Il ministro Speranza, che guida l’ala dei rigoristi, spinge molto per il prolungamento dell’emergenza. Mentre Draghi, a questo proposito, in piena campagna quirinalizia non vuole forzare i partiti ma assecondarne le volontà. Il presidente rimette ai partiti la scelta di prorogare lo stato di emergenza dopo il 31 dicembre 2021. Una mossa che potrebbe spianargli la strada verso il Colle. Il ragionamento di Draghi è semplice: sa bene che i partiti, Lega in primis, sono contrari a una nuova proroga. E dunque la decisione sullo stop allo stato di emergenza, che libererebbe il premier per l’elezione del presidente della Repubblica, sarà affidata ai leader politici. Palazzo Chigi, come riportato da Il Messaggero, conferma che “la decisione sarà valutata e presa dalla cabina di regia che si terrà tra la fine di questa e l’inizio della prossima settimana”. In extremis.

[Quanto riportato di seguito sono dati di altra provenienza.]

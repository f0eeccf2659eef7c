//! Patch Graph
//!
//! The runtime node graph every session renders through. It owns the
//! modules, the cables between their ports, the automation timelines of
//! their param inputs and the start/stop schedule of source nodes. It
//! handles topological ordering and per-sample signal propagation.

use crate::param::AudioParam;
use crate::port::{GraphModule, PortId, PortSpec, PortValues};
use serde::{Deserialize, Serialize};
use slotmap::{DefaultKey, SlotMap};
use std::collections::{HashMap, VecDeque};

/// Key of a node in its patch; stale after the node is removed
pub type NodeId = DefaultKey;

/// One port of one node
#[derive(Debug, Clone, Copy, PartialEq, Eq, Hash, Serialize, Deserialize)]
pub struct PortRef {
    pub node: NodeId,
    pub port: PortId,
}

/// A cable connecting an output port to an input (or param) port
#[derive(Debug, Clone, Copy, PartialEq, Eq, Serialize, Deserialize)]
pub struct Cable {
    pub from: PortRef,
    pub to: PortRef,
}

/// Lifecycle of a source node
#[derive(Debug, Clone, Copy, PartialEq, Eq)]
pub enum PlaybackState {
    /// Not started yet
    Idle,
    /// Start (and possibly stop) scheduled; currently producing output or about to
    Scheduled,
    /// Reached its stop time; produces silence forever
    Finished,
}

/// Result of asking a source to stop
#[derive(Debug, Clone, Copy, PartialEq, Eq)]
pub enum StopOutcome {
    Stopped,
    AlreadyStopped,
}

#[derive(Debug, Clone, Copy, Default)]
struct Schedule {
    start: Option<u64>,
    stop: Option<u64>,
    finished: bool,
}

impl Schedule {
    fn is_active(&mut self, frame: u64) -> bool {
        if self.finished {
            return false;
        }
        let Some(start) = self.start else {
            return false;
        };
        if let Some(stop) = self.stop {
            if frame >= stop {
                self.finished = true;
                return false;
            }
        }
        frame >= start
    }
}

struct Node {
    module: Box<dyn GraphModule>,
    name: String,
    params: Vec<(PortId, AudioParam)>,
    schedule: Option<Schedule>,
}

/// Failures raised while wiring, scheduling or compiling a patch
#[derive(Debug, Clone, PartialEq)]
pub enum PatchError {
    InvalidNode,
    InvalidPort,
    NotASource,
    AlreadyStarted,
    CycleDetected { nodes: Vec<NodeId> },
    CompilationFailed(String),
}

impl std::fmt::Display for PatchError {
    fn fmt(&self, f: &mut std::fmt::Formatter<'_>) -> std::fmt::Result {
        match self {
            PatchError::InvalidNode => write!(f, "Invalid node"),
            PatchError::InvalidPort => write!(f, "Invalid port"),
            PatchError::NotASource => write!(f, "Node is not a schedulable source"),
            PatchError::AlreadyStarted => write!(f, "Source was already started"),
            PatchError::CycleDetected { nodes } => {
                write!(f, "Cycle detected involving {} nodes", nodes.len())
            }
            PatchError::CompilationFailed(msg) => write!(f, "Compilation failed: {}", msg),
        }
    }
}
use std::sync::Arc;

use tokio::sync::watch;

/// Cooperative cancellation signal for resolver calls.
///
/// Clones share the same signal. Cancelling is one-way and idempotent.
#[derive(Debug, Clone)]
pub struct CancelToken {
    tx: Arc<watch::Sender<bool>>,
    rx: watch::Receiver<bool>,
}

impl Default for CancelToken {
    fn default() -> Self {
        Self::new()
    }
}

impl CancelToken {
    pub fn new() -> Self {
        let (tx, rx) = watch::channel(false);
        Self { tx: Arc::new(tx), rx }
    }

    pub fn cancel(&self) {
        self.tx.send_replace(true);
    }

    pub fn is_cancelled(&self) -> bool {
        *self.rx.borrow()
    }

    /// Completes once the token is cancelled; pending forever otherwise.
    pub async fn cancelled(&self) {
        let mut rx = self.rx.clone();
        // The sender lives as long as any clone of the token, so this only
        // errors if it was dropped mid-wait; treat that as never cancelled.
        let woke = rx.wait_for(|cancelled| *cancelled).await.is_ok();
        if !woke {
            std::future::pending::<()>().await;
        }
    }
}
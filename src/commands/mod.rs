//! HTTP handlers for the engine API.
//!
//! Every handler takes builds in their id-only wire form, hydrates them
//! through the catalog, and hands typed state to the engine. Engine errors
//! become JSON `{error, message}` bodies.

pub mod health;
pub mod resolve;
pub mod swap;
pub mod validate;

use std::sync::Arc;

use axum::http::StatusCode;
use axum::response::{IntoResponse, Response};
use axum::routing::{get, post};
use axum::{Json, Router};
use serde::Serialize;

use crate::catalog::cache::CachedCatalog;
use crate::catalog::CatalogClient;
use crate::compat::Validator;
use crate::error::EngineError;
use crate::resolver::Resolver;

/// Shared state behind every handler.
pub struct AppState<C> {
    pub validator: Arc<Validator>,
    pub resolver: Resolver<CachedCatalog<C>>,
}

impl<C: CatalogClient> AppState<C> {
    pub fn new(validator: Arc<Validator>, catalog: CachedCatalog<C>) -> Self {
        Self {
            resolver: Resolver::new(catalog, validator.clone()),
            validator,
        }
    }

    pub fn catalog(&self) -> &CachedCatalog<C> {
        self.resolver.catalog()
    }
}

/// Build the API router.
pub fn router<C: CatalogClient + 'static>(state: Arc<AppState<C>>) -> Router {
    Router::new()
        .route("/validate", post(validate::validate_build::<C>))
        .route("/resolve", post(resolve::resolve_issue::<C>))
        .route("/resolve/batch", post(resolve::resolve_batch::<C>))
        .route("/swap", post(swap::swap_component::<C>))
        .route("/rules", get(health::list_rules::<C>))
        .route("/health", get(health::health_check::<C>))
        .route("/cache/purge", post(health::purge_cache::<C>))
        .with_state(state)
}

#[derive(Debug, Serialize)]
struct ErrorBody {
    error: &'static str,
    message: String,
}

impl IntoResponse for EngineError {
    fn into_response(self) -> Response {
        let status = match self {
            EngineError::Configuration(_) => StatusCode::BAD_REQUEST,
            EngineError::CatalogUnavailable(_) | EngineError::Cancelled => StatusCode::SERVICE_UNAVAILABLE,
            EngineError::Storage(_) => StatusCode::INTERNAL_SERVER_ERROR,
        };
        let body = ErrorBody {
            error: self.kind(),
            message: self.to_string(),
        };
        (status, Json(body)).into_response()
    }
}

A meno di 20 giorni dalla fine dello stato di emergenza il governo non sembra ancor avere le idee chiare. Il sospetto, che ora diventa quasi certezza, è che Draghi non voglia prorogare lo stato di emergenza, per tuffarsi poi anima e corpo, dal primo gennaio 2022, alla corsa per il Quirinale. Ma lavora per scaricare la responsabilità della scelta sui partiti. In caso contrario, proroga dello stato di emergenza, il premier avrebbe qualche difficoltà a mollare la guida del Paese con una situazione emergenziale. Ecco che allora, per la prima volta, l’ex numero uno della Bce non si affida alla scienza ma alla politica: saranno i capidelegazione a dare l’indirizzo. Antonio Tajani coglie il cuore del problema e provoca: “Noi ci rimettiamo alla scienza, dobbiamo ascoltare gli esperti”. Il sottosegretario alla Salute Andrea Costa mette sul tavolo una proposta: “Credo sia ragionevole una proroga dello Stato di emergenza di alcuni mesi, penso fino ad aprile. Ma è una decisione che prenderemo a ridosso della scadenza. Qualsiasi sarà l’esito, l’importante è che comunque si creino le condizioni per poter usufruire di strutture efficienti che possano gestire al meglio l’emergenza, come accaduto con quella guidata dal Generale Figliuolo”.

Ci si sta orientando per un proroga di tre mesi. Anche Salvini piano piano dismette i panni del signor no. E oggi ha parlato così: “Vedo scienziati che dicono di prorogarlo, altri che dicono no. Sentiremo i governatori, poi vederemo. Vanno visti i dati”. Ma occhio alla Meloni: “Dopo due anni dobbiamo essere in grado di combattere il Covid e la pandemia ripristinando i diritti democratici: lo stato di emergenza non si può prorogare” così dice la presidente di Fratelli d’Italia. Le opzioni sul tavolo sono due. Entrambe richiedono un intervento legislativo. La prima: la mini-proroga fino ad aprile. Che richiederebbe comunque una leggina per consentire di allungare il periodo massimo previsto dalla legge di stato di emergenza fissato a 24 mesi. La seconda opzione prevede lo stop allo stato di emergenza dal primo gennaio 2022: i poteri commissariali del generale Figliuolo sarebbero trasferiti in capo alla Protezione Civile che manterrebbe il coordinamento della campagna vaccinale e di tutte le altre attività connesse all’emergenza. Questa seconda opzione sta perdendo punti. Se invece alla fine Draghi la sceglierà, avrà mani più libere – senza essere più in premier da emergenza – per aspirare, se davvero lo vuole, a fare il Capo dello Stato.